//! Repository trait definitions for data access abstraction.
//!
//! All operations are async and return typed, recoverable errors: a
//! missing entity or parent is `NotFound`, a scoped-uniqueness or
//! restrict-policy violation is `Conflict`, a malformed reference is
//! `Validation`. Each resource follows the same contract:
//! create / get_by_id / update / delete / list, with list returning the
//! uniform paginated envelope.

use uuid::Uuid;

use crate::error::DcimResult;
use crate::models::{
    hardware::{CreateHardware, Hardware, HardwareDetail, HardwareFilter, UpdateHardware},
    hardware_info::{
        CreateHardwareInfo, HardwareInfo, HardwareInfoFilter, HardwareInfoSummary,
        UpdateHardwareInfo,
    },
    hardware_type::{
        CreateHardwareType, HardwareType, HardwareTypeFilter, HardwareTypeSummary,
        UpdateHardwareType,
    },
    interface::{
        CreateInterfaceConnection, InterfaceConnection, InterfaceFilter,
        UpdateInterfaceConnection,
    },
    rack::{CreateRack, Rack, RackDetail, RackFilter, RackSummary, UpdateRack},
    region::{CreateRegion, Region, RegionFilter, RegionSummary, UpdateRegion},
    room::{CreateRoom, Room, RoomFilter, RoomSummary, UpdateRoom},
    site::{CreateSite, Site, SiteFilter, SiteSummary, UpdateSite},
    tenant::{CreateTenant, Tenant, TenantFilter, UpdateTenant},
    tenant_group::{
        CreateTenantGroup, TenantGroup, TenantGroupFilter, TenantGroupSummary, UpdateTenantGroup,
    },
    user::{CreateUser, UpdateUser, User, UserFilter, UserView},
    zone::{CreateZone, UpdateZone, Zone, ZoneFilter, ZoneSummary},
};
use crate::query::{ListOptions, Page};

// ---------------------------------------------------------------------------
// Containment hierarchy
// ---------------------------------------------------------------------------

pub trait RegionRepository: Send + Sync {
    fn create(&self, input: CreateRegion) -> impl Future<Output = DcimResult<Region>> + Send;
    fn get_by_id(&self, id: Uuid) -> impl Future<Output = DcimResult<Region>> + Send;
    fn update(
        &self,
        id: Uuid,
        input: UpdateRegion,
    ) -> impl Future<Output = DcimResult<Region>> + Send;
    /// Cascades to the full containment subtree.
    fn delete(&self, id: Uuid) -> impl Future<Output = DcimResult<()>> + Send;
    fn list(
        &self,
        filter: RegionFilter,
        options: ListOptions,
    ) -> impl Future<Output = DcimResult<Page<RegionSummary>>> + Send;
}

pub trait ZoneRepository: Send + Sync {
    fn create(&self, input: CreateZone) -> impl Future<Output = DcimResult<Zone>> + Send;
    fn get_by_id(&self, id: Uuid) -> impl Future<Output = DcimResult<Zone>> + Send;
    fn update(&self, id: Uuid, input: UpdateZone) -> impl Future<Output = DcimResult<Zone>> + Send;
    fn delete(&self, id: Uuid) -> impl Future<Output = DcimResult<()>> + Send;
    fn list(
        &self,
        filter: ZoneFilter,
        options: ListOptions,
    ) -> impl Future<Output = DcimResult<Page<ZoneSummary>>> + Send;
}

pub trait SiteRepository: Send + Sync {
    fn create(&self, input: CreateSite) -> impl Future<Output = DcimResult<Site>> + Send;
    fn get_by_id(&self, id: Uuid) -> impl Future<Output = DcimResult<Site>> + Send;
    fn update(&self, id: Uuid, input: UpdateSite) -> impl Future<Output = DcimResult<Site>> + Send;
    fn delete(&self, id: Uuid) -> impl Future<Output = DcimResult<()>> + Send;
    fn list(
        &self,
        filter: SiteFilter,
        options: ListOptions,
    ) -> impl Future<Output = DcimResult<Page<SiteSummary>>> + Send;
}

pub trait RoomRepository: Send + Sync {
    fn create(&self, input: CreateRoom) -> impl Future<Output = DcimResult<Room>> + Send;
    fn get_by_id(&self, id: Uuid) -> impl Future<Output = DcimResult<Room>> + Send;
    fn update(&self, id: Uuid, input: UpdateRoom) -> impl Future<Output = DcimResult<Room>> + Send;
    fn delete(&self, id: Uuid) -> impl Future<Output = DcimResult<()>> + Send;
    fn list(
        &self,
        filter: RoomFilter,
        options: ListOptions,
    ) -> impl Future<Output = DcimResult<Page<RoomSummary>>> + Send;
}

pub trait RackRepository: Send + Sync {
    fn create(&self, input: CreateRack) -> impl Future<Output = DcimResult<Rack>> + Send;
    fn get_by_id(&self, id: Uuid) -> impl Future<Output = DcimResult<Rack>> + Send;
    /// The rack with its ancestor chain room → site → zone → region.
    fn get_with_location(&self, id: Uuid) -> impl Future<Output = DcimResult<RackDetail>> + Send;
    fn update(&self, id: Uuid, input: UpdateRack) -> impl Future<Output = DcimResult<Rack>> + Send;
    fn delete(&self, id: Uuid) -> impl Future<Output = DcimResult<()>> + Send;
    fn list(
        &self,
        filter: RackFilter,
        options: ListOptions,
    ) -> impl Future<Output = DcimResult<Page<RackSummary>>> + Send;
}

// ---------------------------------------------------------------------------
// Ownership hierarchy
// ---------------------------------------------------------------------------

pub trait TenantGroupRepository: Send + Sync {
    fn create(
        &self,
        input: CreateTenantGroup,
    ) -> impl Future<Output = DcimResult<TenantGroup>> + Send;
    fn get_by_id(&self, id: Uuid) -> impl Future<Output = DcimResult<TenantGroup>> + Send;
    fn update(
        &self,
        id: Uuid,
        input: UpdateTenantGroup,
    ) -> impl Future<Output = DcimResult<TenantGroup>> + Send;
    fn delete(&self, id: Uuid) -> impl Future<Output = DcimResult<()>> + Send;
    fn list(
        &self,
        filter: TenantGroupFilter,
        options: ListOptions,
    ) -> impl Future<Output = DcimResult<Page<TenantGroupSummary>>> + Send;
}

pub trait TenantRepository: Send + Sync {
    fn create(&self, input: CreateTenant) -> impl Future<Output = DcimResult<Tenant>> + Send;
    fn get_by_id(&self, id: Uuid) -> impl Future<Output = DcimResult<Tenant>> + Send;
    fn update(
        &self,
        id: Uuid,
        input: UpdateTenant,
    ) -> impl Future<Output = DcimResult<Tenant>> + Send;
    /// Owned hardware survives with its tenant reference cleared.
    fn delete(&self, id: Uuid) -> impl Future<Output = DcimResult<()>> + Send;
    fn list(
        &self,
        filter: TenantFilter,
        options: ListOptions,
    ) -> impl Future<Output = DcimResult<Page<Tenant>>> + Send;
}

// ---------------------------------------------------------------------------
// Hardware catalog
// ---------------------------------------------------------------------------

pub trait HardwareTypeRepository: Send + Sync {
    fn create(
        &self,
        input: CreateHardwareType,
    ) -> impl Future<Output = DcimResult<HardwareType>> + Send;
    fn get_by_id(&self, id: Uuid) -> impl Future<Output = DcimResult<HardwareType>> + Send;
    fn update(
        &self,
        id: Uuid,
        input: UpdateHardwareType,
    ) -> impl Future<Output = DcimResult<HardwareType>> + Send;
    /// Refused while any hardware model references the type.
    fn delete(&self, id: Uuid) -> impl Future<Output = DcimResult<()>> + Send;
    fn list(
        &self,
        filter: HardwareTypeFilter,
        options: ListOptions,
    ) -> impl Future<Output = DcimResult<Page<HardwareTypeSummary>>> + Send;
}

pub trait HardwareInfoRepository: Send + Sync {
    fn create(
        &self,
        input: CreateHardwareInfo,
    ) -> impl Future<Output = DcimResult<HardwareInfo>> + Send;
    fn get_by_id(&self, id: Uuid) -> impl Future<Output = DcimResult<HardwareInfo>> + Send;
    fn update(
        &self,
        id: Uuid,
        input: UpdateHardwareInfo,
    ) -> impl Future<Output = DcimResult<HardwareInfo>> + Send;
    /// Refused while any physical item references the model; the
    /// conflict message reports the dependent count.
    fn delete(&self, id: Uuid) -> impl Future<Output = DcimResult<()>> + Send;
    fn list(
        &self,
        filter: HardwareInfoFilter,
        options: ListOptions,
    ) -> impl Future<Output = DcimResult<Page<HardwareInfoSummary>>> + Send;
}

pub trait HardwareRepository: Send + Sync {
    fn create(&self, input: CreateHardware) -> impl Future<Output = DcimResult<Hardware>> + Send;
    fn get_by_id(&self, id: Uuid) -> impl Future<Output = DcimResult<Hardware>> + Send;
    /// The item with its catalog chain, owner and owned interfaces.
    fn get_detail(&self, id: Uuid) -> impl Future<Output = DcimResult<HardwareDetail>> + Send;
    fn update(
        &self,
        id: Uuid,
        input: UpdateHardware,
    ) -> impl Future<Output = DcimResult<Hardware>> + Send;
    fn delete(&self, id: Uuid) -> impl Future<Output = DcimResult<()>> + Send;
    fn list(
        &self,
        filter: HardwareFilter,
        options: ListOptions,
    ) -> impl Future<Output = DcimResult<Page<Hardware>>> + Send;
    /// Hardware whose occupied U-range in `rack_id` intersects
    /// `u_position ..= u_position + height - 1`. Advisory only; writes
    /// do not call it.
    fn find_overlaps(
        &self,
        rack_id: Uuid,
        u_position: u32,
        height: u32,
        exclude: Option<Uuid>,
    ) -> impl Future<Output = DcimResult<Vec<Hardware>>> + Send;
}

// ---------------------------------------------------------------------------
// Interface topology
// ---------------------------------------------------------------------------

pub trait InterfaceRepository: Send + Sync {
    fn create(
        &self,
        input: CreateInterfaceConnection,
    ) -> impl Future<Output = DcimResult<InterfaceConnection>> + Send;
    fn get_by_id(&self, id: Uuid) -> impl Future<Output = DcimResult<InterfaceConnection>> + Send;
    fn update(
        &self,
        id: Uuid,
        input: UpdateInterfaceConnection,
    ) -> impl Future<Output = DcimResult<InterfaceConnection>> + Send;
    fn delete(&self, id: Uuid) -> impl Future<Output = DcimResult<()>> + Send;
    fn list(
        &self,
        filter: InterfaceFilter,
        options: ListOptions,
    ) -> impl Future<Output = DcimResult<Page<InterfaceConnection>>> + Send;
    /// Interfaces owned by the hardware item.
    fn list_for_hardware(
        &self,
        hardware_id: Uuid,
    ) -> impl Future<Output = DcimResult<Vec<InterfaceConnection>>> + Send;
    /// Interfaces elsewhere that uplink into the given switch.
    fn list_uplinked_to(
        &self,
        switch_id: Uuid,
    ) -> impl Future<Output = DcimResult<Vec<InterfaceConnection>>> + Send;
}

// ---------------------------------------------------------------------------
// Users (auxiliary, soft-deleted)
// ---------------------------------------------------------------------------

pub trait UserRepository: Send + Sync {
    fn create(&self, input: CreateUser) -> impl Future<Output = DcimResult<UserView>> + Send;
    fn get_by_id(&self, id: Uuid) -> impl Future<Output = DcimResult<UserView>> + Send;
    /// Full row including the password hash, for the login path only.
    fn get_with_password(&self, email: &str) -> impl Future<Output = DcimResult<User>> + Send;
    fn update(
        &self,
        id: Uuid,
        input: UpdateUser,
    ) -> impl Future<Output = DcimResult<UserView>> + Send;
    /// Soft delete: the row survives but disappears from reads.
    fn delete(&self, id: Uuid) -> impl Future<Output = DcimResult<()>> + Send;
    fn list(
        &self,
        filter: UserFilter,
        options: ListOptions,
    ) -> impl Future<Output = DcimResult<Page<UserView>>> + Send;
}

════

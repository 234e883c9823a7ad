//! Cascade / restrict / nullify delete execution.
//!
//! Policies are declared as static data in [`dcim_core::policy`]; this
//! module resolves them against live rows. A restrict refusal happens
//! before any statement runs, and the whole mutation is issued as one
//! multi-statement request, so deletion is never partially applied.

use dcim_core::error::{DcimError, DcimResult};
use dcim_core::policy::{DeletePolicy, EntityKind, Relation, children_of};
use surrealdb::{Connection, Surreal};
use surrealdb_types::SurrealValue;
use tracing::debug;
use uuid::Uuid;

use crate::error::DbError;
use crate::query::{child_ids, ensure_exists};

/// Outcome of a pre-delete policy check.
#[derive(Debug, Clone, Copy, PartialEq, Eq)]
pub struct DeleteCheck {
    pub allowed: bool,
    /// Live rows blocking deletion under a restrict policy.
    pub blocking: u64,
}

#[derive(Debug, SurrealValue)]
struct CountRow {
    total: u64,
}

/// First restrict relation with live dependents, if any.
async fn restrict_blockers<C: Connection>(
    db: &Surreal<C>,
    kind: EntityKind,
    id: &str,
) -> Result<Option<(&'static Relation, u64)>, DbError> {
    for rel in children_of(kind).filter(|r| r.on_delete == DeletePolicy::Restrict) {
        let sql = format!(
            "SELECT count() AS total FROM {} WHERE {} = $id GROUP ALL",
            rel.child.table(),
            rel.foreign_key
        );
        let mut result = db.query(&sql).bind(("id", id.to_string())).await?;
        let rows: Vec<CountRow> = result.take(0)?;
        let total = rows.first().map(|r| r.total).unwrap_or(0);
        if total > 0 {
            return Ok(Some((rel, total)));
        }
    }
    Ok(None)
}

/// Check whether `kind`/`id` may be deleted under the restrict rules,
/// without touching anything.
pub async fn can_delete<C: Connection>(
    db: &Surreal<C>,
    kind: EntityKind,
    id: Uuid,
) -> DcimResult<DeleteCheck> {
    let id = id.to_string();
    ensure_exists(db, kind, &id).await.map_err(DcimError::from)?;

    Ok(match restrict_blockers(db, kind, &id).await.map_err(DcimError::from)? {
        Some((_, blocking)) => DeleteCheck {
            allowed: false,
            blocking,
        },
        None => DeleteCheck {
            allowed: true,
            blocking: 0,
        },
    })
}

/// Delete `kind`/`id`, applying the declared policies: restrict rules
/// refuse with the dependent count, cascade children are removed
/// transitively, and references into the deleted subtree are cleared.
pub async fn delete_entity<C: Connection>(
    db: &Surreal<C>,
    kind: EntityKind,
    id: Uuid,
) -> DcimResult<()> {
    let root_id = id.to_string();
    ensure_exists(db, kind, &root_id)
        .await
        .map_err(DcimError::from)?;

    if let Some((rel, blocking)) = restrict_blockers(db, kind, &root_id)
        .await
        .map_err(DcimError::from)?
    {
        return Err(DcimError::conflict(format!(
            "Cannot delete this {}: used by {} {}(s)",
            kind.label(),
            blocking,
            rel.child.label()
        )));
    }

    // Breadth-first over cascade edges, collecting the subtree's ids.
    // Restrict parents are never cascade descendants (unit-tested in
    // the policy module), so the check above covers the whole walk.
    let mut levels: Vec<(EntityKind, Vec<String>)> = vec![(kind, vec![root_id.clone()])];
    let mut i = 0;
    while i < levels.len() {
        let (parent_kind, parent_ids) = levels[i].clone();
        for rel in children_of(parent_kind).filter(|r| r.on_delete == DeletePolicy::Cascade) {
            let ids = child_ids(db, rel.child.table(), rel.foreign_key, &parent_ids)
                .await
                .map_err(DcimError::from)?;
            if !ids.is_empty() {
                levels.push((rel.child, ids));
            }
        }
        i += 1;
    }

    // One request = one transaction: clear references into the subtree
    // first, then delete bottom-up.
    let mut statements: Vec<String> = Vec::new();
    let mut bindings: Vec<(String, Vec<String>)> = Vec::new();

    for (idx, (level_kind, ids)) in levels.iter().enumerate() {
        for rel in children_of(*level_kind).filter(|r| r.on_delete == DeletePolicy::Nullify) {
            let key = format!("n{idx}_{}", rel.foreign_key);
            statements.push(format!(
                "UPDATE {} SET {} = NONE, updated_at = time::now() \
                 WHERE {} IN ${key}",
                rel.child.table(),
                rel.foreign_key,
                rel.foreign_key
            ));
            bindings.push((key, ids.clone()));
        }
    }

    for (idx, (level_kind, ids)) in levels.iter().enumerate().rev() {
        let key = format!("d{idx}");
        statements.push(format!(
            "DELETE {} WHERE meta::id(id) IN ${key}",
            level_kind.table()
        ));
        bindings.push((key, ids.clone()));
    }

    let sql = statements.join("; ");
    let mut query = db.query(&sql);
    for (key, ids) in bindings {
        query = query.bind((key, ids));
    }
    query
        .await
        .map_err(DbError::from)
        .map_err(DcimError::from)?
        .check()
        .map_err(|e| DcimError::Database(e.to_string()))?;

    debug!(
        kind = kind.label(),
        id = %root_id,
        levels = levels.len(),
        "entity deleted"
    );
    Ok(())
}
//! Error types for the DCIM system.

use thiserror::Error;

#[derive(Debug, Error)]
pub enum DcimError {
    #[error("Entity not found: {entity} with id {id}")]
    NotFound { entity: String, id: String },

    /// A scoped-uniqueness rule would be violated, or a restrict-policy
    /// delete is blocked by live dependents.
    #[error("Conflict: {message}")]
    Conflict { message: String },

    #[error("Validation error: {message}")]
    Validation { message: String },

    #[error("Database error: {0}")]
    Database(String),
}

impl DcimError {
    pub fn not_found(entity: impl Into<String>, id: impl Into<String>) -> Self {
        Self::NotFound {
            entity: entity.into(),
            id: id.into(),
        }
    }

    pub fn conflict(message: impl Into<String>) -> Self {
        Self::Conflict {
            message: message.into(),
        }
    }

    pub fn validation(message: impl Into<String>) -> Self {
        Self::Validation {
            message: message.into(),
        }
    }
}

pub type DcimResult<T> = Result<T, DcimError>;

════

Lines with "declared" in them are what the answer must contain; copy each from the records above.

Result of this exercise »
//! Policies are declared as static data in [`dcim_core::policy`]; this
/// Delete `kind`/`id`, applying the declared policies: restrict rules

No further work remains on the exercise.